## Provided records
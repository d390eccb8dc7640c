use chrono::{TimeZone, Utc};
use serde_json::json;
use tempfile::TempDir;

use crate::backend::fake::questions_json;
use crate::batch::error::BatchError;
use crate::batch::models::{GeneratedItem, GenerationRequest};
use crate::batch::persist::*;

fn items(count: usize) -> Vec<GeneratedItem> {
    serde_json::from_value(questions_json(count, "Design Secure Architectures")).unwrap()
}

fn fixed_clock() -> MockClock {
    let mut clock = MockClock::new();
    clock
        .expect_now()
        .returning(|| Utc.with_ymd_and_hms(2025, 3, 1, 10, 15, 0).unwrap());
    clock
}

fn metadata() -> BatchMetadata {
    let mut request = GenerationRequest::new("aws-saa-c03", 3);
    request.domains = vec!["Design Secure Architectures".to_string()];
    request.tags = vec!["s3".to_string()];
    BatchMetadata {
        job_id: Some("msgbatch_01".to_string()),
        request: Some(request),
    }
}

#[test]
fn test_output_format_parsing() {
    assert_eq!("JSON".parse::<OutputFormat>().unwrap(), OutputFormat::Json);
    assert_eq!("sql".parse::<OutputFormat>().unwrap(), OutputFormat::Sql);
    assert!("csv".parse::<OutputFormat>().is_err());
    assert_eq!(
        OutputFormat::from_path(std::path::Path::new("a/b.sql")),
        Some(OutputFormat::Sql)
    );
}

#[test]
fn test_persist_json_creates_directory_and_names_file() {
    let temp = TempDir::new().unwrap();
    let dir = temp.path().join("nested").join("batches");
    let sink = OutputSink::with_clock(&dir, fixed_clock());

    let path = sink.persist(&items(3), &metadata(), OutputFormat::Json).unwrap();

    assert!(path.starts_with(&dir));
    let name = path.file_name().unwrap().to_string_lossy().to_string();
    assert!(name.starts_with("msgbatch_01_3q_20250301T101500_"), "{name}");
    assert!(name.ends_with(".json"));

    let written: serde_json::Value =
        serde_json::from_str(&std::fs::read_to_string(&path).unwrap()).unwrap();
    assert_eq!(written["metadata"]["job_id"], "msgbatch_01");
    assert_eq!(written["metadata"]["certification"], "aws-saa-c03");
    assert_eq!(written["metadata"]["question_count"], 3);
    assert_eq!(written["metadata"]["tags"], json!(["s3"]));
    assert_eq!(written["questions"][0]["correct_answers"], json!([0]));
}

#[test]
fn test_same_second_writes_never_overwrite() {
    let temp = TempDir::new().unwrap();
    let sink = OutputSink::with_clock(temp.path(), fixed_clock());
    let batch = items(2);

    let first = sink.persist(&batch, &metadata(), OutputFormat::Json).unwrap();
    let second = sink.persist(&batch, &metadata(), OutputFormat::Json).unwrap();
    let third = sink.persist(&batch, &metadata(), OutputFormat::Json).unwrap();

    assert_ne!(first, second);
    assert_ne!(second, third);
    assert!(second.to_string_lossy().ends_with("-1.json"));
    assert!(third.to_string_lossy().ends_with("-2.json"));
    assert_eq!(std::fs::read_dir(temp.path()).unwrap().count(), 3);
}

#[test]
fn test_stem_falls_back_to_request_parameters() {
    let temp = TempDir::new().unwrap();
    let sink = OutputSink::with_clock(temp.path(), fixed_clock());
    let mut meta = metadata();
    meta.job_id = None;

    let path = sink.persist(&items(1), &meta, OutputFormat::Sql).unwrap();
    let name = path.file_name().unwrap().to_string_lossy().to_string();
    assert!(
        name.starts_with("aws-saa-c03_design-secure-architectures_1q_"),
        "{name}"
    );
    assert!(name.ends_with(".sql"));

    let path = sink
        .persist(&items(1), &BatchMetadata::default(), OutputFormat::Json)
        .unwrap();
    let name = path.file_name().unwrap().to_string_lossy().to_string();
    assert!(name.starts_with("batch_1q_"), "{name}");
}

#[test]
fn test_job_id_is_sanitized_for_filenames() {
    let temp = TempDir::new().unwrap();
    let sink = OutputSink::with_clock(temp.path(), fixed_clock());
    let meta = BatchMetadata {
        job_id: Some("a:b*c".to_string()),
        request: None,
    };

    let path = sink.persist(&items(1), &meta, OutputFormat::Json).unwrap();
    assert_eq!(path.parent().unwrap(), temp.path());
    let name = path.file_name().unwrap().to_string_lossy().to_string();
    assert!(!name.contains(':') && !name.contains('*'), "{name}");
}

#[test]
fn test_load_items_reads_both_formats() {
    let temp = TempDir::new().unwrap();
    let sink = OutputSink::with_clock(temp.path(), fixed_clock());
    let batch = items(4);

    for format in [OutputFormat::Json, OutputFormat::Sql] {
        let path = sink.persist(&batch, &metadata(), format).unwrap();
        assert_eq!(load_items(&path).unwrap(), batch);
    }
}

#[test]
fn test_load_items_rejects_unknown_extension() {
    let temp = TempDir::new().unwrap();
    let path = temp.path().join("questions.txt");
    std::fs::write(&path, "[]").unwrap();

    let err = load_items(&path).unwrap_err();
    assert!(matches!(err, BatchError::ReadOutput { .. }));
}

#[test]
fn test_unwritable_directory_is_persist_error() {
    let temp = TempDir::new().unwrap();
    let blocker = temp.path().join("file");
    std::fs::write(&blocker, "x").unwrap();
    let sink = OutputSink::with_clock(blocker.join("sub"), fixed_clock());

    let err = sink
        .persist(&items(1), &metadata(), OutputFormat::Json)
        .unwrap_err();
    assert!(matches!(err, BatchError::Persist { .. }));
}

* * *

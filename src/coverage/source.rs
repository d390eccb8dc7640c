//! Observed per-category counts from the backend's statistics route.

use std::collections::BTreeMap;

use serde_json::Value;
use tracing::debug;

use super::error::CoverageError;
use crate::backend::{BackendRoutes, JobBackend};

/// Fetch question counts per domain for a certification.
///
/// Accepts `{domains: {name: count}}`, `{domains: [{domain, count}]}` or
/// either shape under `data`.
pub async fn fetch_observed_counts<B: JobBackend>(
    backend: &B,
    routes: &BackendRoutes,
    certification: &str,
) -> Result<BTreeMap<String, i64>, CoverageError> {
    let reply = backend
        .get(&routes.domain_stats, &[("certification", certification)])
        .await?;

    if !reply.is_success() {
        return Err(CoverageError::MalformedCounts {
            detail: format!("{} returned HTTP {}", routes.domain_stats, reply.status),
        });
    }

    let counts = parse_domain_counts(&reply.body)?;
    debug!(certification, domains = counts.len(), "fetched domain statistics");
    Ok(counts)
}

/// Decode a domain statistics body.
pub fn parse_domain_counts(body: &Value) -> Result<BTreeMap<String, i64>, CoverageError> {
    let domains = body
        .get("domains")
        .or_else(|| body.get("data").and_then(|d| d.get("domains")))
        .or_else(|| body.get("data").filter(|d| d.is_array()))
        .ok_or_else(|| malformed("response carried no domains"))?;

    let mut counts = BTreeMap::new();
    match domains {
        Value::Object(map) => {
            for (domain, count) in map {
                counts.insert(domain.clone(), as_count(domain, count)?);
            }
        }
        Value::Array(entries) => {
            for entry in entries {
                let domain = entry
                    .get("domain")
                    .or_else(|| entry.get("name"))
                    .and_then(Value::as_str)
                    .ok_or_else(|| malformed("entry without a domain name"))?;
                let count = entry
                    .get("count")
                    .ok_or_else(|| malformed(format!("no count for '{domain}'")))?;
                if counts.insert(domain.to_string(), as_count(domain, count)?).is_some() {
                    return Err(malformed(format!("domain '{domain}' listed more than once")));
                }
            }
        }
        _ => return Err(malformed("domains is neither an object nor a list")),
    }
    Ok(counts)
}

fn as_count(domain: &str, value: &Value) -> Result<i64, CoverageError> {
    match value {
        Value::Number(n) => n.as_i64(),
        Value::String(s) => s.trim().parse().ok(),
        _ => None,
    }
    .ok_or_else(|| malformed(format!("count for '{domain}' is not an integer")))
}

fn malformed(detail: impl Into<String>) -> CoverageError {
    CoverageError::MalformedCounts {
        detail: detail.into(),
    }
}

---

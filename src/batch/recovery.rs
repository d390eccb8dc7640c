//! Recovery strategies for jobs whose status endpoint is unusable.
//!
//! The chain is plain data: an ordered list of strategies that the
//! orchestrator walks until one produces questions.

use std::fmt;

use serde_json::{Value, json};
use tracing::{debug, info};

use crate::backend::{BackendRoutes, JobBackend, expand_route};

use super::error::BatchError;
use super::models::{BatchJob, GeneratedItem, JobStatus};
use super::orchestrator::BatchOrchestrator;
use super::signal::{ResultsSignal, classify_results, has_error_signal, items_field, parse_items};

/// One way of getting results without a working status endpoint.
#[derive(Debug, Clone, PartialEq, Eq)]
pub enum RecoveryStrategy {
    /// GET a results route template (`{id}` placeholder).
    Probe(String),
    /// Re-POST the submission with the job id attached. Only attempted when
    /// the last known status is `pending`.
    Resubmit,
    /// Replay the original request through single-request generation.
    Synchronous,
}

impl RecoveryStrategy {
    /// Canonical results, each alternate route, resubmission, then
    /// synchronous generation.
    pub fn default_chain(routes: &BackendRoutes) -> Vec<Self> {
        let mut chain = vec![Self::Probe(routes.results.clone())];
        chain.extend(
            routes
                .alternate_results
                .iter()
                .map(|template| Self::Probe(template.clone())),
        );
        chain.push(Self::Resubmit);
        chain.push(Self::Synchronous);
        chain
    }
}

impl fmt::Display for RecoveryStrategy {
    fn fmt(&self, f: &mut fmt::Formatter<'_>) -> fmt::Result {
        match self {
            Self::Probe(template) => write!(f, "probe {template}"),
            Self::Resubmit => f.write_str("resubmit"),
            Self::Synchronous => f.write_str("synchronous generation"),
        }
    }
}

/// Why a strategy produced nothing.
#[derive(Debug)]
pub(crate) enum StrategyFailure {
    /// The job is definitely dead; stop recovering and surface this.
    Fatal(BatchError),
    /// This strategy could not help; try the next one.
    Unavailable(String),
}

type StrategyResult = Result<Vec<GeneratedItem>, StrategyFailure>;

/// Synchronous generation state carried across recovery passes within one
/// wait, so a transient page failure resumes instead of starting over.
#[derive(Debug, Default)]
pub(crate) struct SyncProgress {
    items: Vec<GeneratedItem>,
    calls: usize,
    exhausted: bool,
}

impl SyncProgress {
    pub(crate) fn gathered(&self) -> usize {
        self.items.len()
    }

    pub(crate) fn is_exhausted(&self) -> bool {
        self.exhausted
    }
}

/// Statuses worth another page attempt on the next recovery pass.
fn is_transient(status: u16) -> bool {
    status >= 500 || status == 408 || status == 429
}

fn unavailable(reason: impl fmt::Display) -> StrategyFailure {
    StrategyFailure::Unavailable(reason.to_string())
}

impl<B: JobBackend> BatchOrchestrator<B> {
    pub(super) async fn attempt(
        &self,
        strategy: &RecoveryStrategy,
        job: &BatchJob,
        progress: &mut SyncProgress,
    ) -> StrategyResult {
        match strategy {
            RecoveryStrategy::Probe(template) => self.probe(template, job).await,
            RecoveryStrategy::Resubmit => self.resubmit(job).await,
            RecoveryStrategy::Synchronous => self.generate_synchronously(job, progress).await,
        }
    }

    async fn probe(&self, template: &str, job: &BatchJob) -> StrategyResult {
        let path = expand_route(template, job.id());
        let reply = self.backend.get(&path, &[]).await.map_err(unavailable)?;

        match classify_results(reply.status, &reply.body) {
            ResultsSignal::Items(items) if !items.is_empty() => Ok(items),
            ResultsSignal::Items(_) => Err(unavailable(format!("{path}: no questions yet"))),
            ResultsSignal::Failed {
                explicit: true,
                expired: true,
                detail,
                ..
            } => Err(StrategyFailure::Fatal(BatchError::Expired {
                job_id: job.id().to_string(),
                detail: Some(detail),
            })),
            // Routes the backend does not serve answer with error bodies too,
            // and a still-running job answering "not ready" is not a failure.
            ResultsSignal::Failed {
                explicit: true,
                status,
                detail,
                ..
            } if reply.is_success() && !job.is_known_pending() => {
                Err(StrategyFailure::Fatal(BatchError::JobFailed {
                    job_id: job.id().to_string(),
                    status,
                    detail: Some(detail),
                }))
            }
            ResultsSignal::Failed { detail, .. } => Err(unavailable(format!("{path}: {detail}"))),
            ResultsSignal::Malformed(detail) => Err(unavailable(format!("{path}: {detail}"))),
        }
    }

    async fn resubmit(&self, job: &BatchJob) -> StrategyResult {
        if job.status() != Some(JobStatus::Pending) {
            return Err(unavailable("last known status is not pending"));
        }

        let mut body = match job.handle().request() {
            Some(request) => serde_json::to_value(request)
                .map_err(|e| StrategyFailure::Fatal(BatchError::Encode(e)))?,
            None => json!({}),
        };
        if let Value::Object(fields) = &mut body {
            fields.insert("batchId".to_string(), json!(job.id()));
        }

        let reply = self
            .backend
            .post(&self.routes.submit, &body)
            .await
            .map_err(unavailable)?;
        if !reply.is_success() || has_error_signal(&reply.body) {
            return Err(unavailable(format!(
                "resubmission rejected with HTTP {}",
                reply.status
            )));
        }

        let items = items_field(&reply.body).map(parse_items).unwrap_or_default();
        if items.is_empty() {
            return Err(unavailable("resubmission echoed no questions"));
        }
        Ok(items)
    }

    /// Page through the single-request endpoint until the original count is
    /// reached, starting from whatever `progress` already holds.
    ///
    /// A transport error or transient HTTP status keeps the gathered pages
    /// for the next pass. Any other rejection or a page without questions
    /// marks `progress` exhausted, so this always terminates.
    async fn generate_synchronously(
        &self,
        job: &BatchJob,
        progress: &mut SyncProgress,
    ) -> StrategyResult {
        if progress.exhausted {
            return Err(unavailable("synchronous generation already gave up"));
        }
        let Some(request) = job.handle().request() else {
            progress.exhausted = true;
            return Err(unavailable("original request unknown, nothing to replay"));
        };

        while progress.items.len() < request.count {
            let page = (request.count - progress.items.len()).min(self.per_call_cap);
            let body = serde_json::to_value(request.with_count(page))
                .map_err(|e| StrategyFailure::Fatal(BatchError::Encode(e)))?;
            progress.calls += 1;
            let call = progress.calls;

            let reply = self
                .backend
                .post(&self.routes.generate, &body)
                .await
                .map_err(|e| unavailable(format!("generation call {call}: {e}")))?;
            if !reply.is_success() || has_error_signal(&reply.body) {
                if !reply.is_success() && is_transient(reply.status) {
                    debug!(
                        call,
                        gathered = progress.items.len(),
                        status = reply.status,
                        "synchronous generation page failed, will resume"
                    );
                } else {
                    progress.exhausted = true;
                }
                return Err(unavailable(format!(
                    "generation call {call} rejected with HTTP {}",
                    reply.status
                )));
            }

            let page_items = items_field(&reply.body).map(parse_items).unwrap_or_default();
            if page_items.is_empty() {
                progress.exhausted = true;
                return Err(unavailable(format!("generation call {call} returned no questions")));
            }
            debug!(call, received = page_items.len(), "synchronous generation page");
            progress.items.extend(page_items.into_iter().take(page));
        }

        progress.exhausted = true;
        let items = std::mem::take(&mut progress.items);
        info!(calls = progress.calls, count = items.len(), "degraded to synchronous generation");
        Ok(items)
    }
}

## The problem
A complete answer lists every line of the listing above that holds the word "ResultsSignal".

## Exercise result
use super::signal::{ResultsSignal, classify_results, has_error_signal, items_field, parse_items};
            ResultsSignal::Items(items) if !items.is_empty() => Ok(items),
            ResultsSignal::Items(_) => Err(unavailable(format!("{path}: no questions yet"))),
            ResultsSignal::Failed {
            ResultsSignal::Failed {
            ResultsSignal::Failed { detail, .. } => Err(unavailable(format!("{path}: {detail}"))),
            ResultsSignal::Malformed(detail) => Err(unavailable(format!("{path}: {detail}"))),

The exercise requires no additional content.